● **WHAT IS NEEDED**
Whenever a line in the records below holds the string "matrix", copy it out.

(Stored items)

══════════════════════════════

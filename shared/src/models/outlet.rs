//! Outlet models

use serde::{Deserialize, Serialize};

/// A physical retail location that receives stock
#[derive(Debug, Clone, PartialEq, Eq, Serialize, Deserialize)]
pub struct Outlet {
    pub id: String,
    pub name: String,
    pub location: String,
}
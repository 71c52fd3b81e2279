//! Configuration management for the StockMaster platform
//!
//! Supports hierarchical configuration loading:
//! 1. Default values in code
//! 2. Configuration files (development.toml, production.toml)
//! 3. Environment variable overrides with SM_ prefix

use config::{ConfigError, Environment, File};
use serde::Deserialize;

/// Main application configuration
#[derive(Debug, Deserialize, Clone)]
pub struct Config {
    /// Current environment (development, production)
    pub environment: String,

    /// Server configuration
    pub server: ServerConfig,

    /// Session token configuration
    pub session: SessionConfig,
}

#[derive(Debug, Deserialize, Clone)]
pub struct ServerConfig {
    /// Server port
    pub port: u16,

    /// Server host
    pub host: String,
}

#[derive(Debug, Deserialize, Clone)]
pub struct SessionConfig {
    /// Secret key for signing session tokens
    pub secret: String,
}

impl Config {
    /// Load configuration from files and environment variables
    pub fn load() -> Result<Self, ConfigError> {
        let environment = std::env::var("SM_ENVIRONMENT").unwrap_or_else(|_| "development".into());

        let config = config::Config::builder()
            // Start with default values
            .set_default("environment", environment.clone())?
            .set_default("server.port", 3000)?
            .set_default("server.host", "0.0.0.0")?
            .set_default("session.secret", "development-secret-key")?
            // Load environment-specific config file
            .add_source(File::with_name(&format!("config/{}", environment)).required(false))
            // Override with environment variables (SM_ prefix)
            .add_source(
                Environment::with_prefix("SM")
                    .separator("__")
                    .try_parsing(true),
            )
            .build()?;

        config.try_deserialize()
    }
}

impl Default for ServerConfig {
    fn default() -> Self {
        Self {
            port: 3000,
            host: "0.0.0.0".to_string(),
        }
    }
}
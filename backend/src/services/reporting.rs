//! Reporting service: the financial pivot report and dashboard analytics
//!
//! All reports are rebuilt from a store snapshot on every call; nothing here
//! caches or mutates its inputs. The pivot matrix keeps the last entry in
//! input order for a duplicate `(date, product)` key, while the KPI totals
//! sum every record; both paths are deliberate (see DESIGN.md).

use std::collections::HashMap;
use std::sync::Arc;

use chrono::NaiveDate;
use rust_decimal::Decimal;
use serde::{Deserialize, Serialize};

use shared::models::{enrich_entry, EnrichedStockEntry};

use crate::catalog::Catalog;
use crate::store::EntryStore;

/// Reporting service
#[derive(Clone)]
pub struct ReportingService {
    catalog: Arc<Catalog>,
    store: EntryStore,
}

/// Report filter parameters
#[derive(Debug, Default, Clone, Deserialize)]
pub struct ReportFilter {
    /// Restrict to one outlet; `None` means all outlets
    pub outlet_id: Option<String>,
    /// Scope the pivot to a single date, dropping brands with no entry on it
    pub date: Option<NaiveDate>,
}

/// The date × product matrix consumed by the report grid
#[derive(Debug, Serialize)]
pub struct PivotReport {
    /// Distinct entry dates, newest first
    pub dates: Vec<NaiveDate>,
    /// The newest date in the report, flagged as "latest" in the grid
    pub latest_date: Option<NaiveDate>,
    pub brands: Vec<BrandBlock>,
}

/// One brand section of the report, catalog declaration order throughout
#[derive(Debug, Serialize)]
pub struct BrandBlock {
    pub brand: String,
    pub rows: Vec<ProductRow>,
    /// Per-date bill totals over this brand's products, aligned with `dates`
    pub totals: Vec<BrandDayTotal>,
}

/// One product row of the report grid
#[derive(Debug, Serialize)]
pub struct ProductRow {
    pub product_id: String,
    pub product_name: String,
    pub mrp: Decimal,
    /// One cell per report date, `None` where the product has no entry
    pub cells: Vec<Option<PivotCell>>,
}

/// Derived metrics displayed for one `(date, product)` cell
#[derive(Debug, Clone, PartialEq, Serialize)]
pub struct PivotCell {
    pub quantity: Decimal,
    pub amount: Decimal,
    pub revenue: Decimal,
    pub profit: Decimal,
    pub margin: Decimal,
    pub margin_per_bottle: Decimal,
}

impl From<&EnrichedStockEntry> for PivotCell {
    fn from(enriched: &EnrichedStockEntry) -> Self {
        Self {
            quantity: enriched.entry.quantity,
            amount: enriched.entry.amount,
            revenue: enriched.revenue,
            profit: enriched.profit,
            margin: enriched.margin,
            margin_per_bottle: enriched.margin_per_bottle,
        }
    }
}

/// Bill totals for one brand on one date
#[derive(Debug, Serialize)]
pub struct BrandDayTotal {
    pub date: NaiveDate,
    pub total_amount: Decimal,
    pub total_profit: Decimal,
}

/// Global KPI roll-ups over the filtered entry set
#[derive(Debug, Serialize)]
pub struct DashboardMetrics {
    pub total_revenue: Decimal,
    pub total_profit: Decimal,
    /// `total_profit / total_revenue × 100`, `0` when revenue is zero
    pub average_margin: Decimal,
    pub total_units: Decimal,
}

/// Revenue and profit summed per date, oldest first
#[derive(Debug, Serialize)]
pub struct TrendPoint {
    pub date: NaiveDate,
    pub revenue: Decimal,
    pub profit: Decimal,
}

/// Profit contribution of one outlet
#[derive(Debug, Serialize)]
pub struct OutletProfit {
    pub outlet_id: String,
    pub outlet_name: String,
    pub profit: Decimal,
}

/// The admin dashboard datasets: KPI cards, trend chart, outlet breakdown
#[derive(Debug, Serialize)]
pub struct DashboardReport {
    pub metrics: DashboardMetrics,
    pub trend: Vec<TrendPoint>,
    pub profit_by_outlet: Vec<OutletProfit>,
}

impl ReportingService {
    /// Create a new ReportingService instance
    pub fn new(catalog: Arc<Catalog>, store: EntryStore) -> Self {
        Self { catalog, store }
    }

    /// Build the pivot report over the (optionally filtered) entry history
    pub fn pivot_report(&self, filter: &ReportFilter) -> PivotReport {
        let entries = self.enriched_entries(filter.outlet_id.as_deref());

        // Cell mapping: for a duplicate (date, product) key the last entry
        // in input order overwrites earlier ones.
        let mut cells: HashMap<NaiveDate, HashMap<String, EnrichedStockEntry>> = HashMap::new();
        let mut dates: Vec<NaiveDate> = Vec::new();
        for enriched in &entries {
            let date = enriched.entry.entry_date;
            if !dates.contains(&date) {
                dates.push(date);
            }
            cells
                .entry(date)
                .or_default()
                .insert(enriched.entry.product_id.clone(), enriched.clone());
        }

        // Newest first
        dates.sort();
        dates.reverse();

        if let Some(scoped) = filter.date {
            dates.retain(|d| *d == scoped);
        }

        let brands = self
            .catalog
            .products_by_brand()
            .into_iter()
            .filter_map(|group| {
                let rows: Vec<ProductRow> = group
                    .products
                    .iter()
                    .map(|product| ProductRow {
                        product_id: product.id.clone(),
                        product_name: product.name.clone(),
                        mrp: product.mrp,
                        cells: dates
                            .iter()
                            .map(|date| {
                                cells
                                    .get(date)
                                    .and_then(|by_product| by_product.get(&product.id))
                                    .map(PivotCell::from)
                            })
                            .collect(),
                    })
                    .collect();

                let totals: Vec<BrandDayTotal> = dates
                    .iter()
                    .map(|date| {
                        let day = cells.get(date);
                        let mut total_amount = Decimal::ZERO;
                        let mut total_profit = Decimal::ZERO;
                        for product in &group.products {
                            if let Some(cell) = day.and_then(|m| m.get(&product.id)) {
                                total_amount += cell.entry.amount;
                                total_profit += cell.profit;
                            }
                        }
                        BrandDayTotal {
                            date: *date,
                            total_amount,
                            total_profit,
                        }
                    })
                    .collect();

                // A date-scoped view drops brands with no entry on that
                // date; the full report keeps every brand section.
                if filter.date.is_some() && !rows.iter().any(|r| r.cells.iter().any(Option::is_some))
                {
                    return None;
                }

                Some(BrandBlock {
                    brand: group.brand,
                    rows,
                    totals,
                })
            })
            .collect();

        PivotReport {
            latest_date: dates.first().copied(),
            dates,
            brands,
        }
    }

    /// Build the admin dashboard datasets over the full entry history
    pub fn dashboard(&self, filter: &ReportFilter) -> DashboardReport {
        let entries = self.enriched_entries(filter.outlet_id.as_deref());

        DashboardReport {
            metrics: Self::metrics(&entries),
            trend: Self::trend(&entries),
            profit_by_outlet: self.profit_by_outlet(&entries),
        }
    }

    /// KPI roll-ups; sums every record, duplicate `(date, product)` included
    pub fn metrics(entries: &[EnrichedStockEntry]) -> DashboardMetrics {
        let total_revenue: Decimal = entries.iter().map(|e| e.revenue).sum();
        let total_profit: Decimal = entries.iter().map(|e| e.profit).sum();
        let average_margin = if total_revenue > Decimal::ZERO {
            total_profit / total_revenue * Decimal::from(100)
        } else {
            Decimal::ZERO
        };
        let total_units: Decimal = entries.iter().map(|e| e.entry.quantity).sum();

        DashboardMetrics {
            total_revenue,
            total_profit,
            average_margin,
            total_units,
        }
    }

    fn trend(entries: &[EnrichedStockEntry]) -> Vec<TrendPoint> {
        let mut sorted: Vec<&EnrichedStockEntry> = entries.iter().collect();
        sorted.sort_by_key(|e| e.entry.entry_date);

        let mut points: Vec<TrendPoint> = Vec::new();
        for enriched in sorted {
            match points.iter_mut().find(|p| p.date == enriched.entry.entry_date) {
                Some(point) => {
                    point.revenue += enriched.revenue;
                    point.profit += enriched.profit;
                }
                None => points.push(TrendPoint {
                    date: enriched.entry.entry_date,
                    revenue: enriched.revenue,
                    profit: enriched.profit,
                }),
            }
        }
        points
    }

    /// Profit summed per outlet, catalog order, outlets with no entries omitted
    fn profit_by_outlet(&self, entries: &[EnrichedStockEntry]) -> Vec<OutletProfit> {
        self.catalog
            .outlets()
            .iter()
            .filter_map(|outlet| {
                let mut profit = Decimal::ZERO;
                let mut seen = false;
                for enriched in entries.iter().filter(|e| e.entry.outlet_id == outlet.id) {
                    profit += enriched.profit;
                    seen = true;
                }
                seen.then(|| OutletProfit {
                    outlet_id: outlet.id.clone(),
                    outlet_name: outlet.name.clone(),
                    profit,
                })
            })
            .collect()
    }

    /// Enrich the filtered snapshot, skipping entries with dangling
    /// references with a diagnostic
    fn enriched_entries(&self, outlet_id: Option<&str>) -> Vec<EnrichedStockEntry> {
        self.store
            .list()
            .iter()
            .filter(|entry| outlet_id.map_or(true, |id| entry.outlet_id == id))
            .filter_map(|entry| {
                match enrich_entry(entry, self.catalog.products(), self.catalog.outlets()) {
                    Ok(enriched) => Some(enriched),
                    Err(err) => {
                        tracing::warn!(entry_id = %entry.id, %err, "skipping entry with dangling reference");
                        None
                    }
                }
            })
            .collect()
    }
}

══════════════════════════════

● **TASK RESPONSE**
//! caches or mutates its inputs. The pivot matrix keeps the last entry in
/// The date × product matrix consumed by the report grid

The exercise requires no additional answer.